- [What you will do]:
In your answer, print every record exactly as it is written.

- [Collected data]:
---*---

//! Constant pool for type images
//!
//! Strings (names, descriptors, literals) and member references are interned
//! so every distinct value is stored once per image.

use crate::encoder::{BytecodeReader, BytecodeWriter, DecodeError};
use rustc_hash::FxHashMap;

/// A member reference as stored in the pool: indices into the string table
#[derive(Debug, Clone, Copy, PartialEq, Eq, Hash)]
pub struct MemberEntry {
    /// Owner internal name
    pub owner: u32,
    /// Member name
    pub name: u32,
    /// Member descriptor
    pub descriptor: u32,
}

/// Constant pool containing interned strings and member references
#[derive(Debug, Clone, Default)]
pub struct ConstantPool {
    /// String constants
    pub strings: Vec<String>,
    /// Member reference constants
    pub members: Vec<MemberEntry>,
    string_index: FxHashMap<String, u32>,
    member_index: FxHashMap<MemberEntry, u32>,
}

impl ConstantPool {
    /// Create a new empty constant pool
    pub fn new() -> Self {
        Self::default()
    }

    /// Intern a string and return its index
    pub fn add_string(&mut self, s: &str) -> u32 {
        if let Some(&index) = self.string_index.get(s) {
            return index;
        }
        let index = self.strings.len() as u32;
        self.strings.push(s.to_string());
        self.string_index.insert(s.to_string(), index);
        index
    }

    /// Intern a member reference and return its index
    pub fn add_member(&mut self, owner: &str, name: &str, descriptor: &str) -> u32 {
        let entry = MemberEntry {
            owner: self.add_string(owner),
            name: self.add_string(name),
            descriptor: self.add_string(descriptor),
        };
        if let Some(&index) = self.member_index.get(&entry) {
            return index;
        }
        let index = self.members.len() as u32;
        self.members.push(entry);
        self.member_index.insert(entry, index);
        index
    }

    /// Get a string constant by index
    pub fn get_string(&self, index: u32) -> Option<&str> {
        self.strings.get(index as usize).map(|s| s.as_str())
    }

    /// Get a member reference by index, resolved to its strings
    pub fn get_member(&self, index: u32) -> Option<(&str, &str, &str)> {
        let entry = self.members.get(index as usize)?;
        Some((
            self.get_string(entry.owner)?,
            self.get_string(entry.name)?,
            self.get_string(entry.descriptor)?,
        ))
    }

    /// Encode the constant pool
    ///
    /// Format:
    /// - String count (u32), then each string length-prefixed
    /// - Member count (u32), then each member as three u32 string indices
    pub fn encode(&self, writer: &mut BytecodeWriter) {
        writer.emit_u32(self.strings.len() as u32);
        for s in &self.strings {
            writer.emit_string(s);
        }

        writer.emit_u32(self.members.len() as u32);
        for member in &self.members {
            writer.emit_u32(member.owner);
            writer.emit_u32(member.name);
            writer.emit_u32(member.descriptor);
        }
    }

    /// Decode the constant pool
    pub fn decode(reader: &mut BytecodeReader<'_>) -> Result<Self, DecodeError> {
        let mut pool = ConstantPool::new();

        let string_count = reader.read_u32()? as usize;
        pool.strings.reserve(string_count.min(reader.remaining()));
        for _ in 0..string_count {
            let s = reader.read_string()?;
            pool.string_index.entry(s.clone()).or_insert(pool.strings.len() as u32);
            pool.strings.push(s);
        }

        let member_count = reader.read_u32()? as usize;
        for _ in 0..member_count {
            let entry = MemberEntry {
                owner: reader.read_u32()?,
                name: reader.read_u32()?,
                descriptor: reader.read_u32()?,
            };
            pool.member_index.entry(entry).or_insert(pool.members.len() as u32);
            pool.members.push(entry);
        }

        Ok(pool)
    }
}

---*---

- [Answer space]:
//! Constant pool for type images
//!
//! Strings (names, descriptors, literals) and member references are interned
//! so every distinct value is stored once per image.

use crate::encoder::{BytecodeReader, BytecodeWriter, DecodeError};
use rustc_hash::FxHashMap;

/// A member reference as stored in the pool: indices into the string table
#[derive(Debug, Clone, Copy, PartialEq, Eq, Hash)]
pub struct MemberEntry {
    /// Owner internal name
    pub owner: u32,
    /// Member name
    pub name: u32,
    /// Member descriptor
    pub descriptor: u32,
}

/// Constant pool containing interned strings and member references
#[derive(Debug, Clone, Default)]
pub struct ConstantPool {
    /// String constants
    pub strings: Vec<String>,
    /// Member reference constants
    pub members: Vec<MemberEntry>,
    string_index: FxHashMap<String, u32>,
    member_index: FxHashMap<MemberEntry, u32>,
}

impl ConstantPool {
    /// Create a new empty constant pool
    pub fn new() -> Self {
        Self::default()
    }

    /// Intern a string and return its index
    pub fn add_string(&mut self, s: &str) -> u32 {
        if let Some(&index) = self.string_index.get(s) {
            return index;
        }
        let index = self.strings.len() as u32;
        self.strings.push(s.to_string());
        self.string_index.insert(s.to_string(), index);
        index
    }

    /// Intern a member reference and return its index
    pub fn add_member(&mut self, owner: &str, name: &str, descriptor: &str) -> u32 {
        let entry = MemberEntry {
            owner: self.add_string(owner),
            name: self.add_string(name),
            descriptor: self.add_string(descriptor),
        };
        if let Some(&index) = self.member_index.get(&entry) {
            return index;
        }
        let index = self.members.len() as u32;
        self.members.push(entry);
        self.member_index.insert(entry, index);
        index
    }

    /// Get a string constant by index
    pub fn get_string(&self, index: u32) -> Option<&str> {
        self.strings.get(index as usize).map(|s| s.as_str())
    }

    /// Get a member reference by index, resolved to its strings
    pub fn get_member(&self, index: u32) -> Option<(&str, &str, &str)> {
        let entry = self.members.get(index as usize)?;
        Some((
            self.get_string(entry.owner)?,
            self.get_string(entry.name)?,
            self.get_string(entry.descriptor)?,
        ))
    }

    /// Encode the constant pool
    ///
    /// Format:
    /// - String count (u32), then each string length-prefixed
    /// - Member count (u32), then each member as three u32 string indices
    pub fn encode(&self, writer: &mut BytecodeWriter) {
        writer.emit_u32(self.strings.len() as u32);
        for s in &self.strings {
            writer.emit_string(s);
        }

        writer.emit_u32(self.members.len() as u32);
        for member in &self.members {
            writer.emit_u32(member.owner);
            writer.emit_u32(member.name);
            writer.emit_u32(member.descriptor);
        }
    }

    /// Decode the constant pool
    pub fn decode(reader: &mut BytecodeReader<'_>) -> Result<Self, DecodeError> {
        let mut pool = ConstantPool::new();

        let string_count = reader.read_u32()? as usize;
        pool.strings.reserve(string_count.min(reader.remaining()));
        for _ in 0..string_count {
            let s = reader.read_string()?;
            pool.string_index.entry(s.clone()).or_insert(pool.strings.len() as u32);
            pool.strings.push(s);
        }

        let member_count = reader.read_u32()? as usize;
        for _ in 0..member_count {
            let entry = MemberEntry {
                owner: reader.read_u32()?,
                name: reader.read_u32()?,
                descriptor: reader.read_u32()?,
            };
            pool.member_index.entry(entry).or_insert(pool.members.len() as u32);
            pool.members.push(entry);
        }

        Ok(pool)
    }
}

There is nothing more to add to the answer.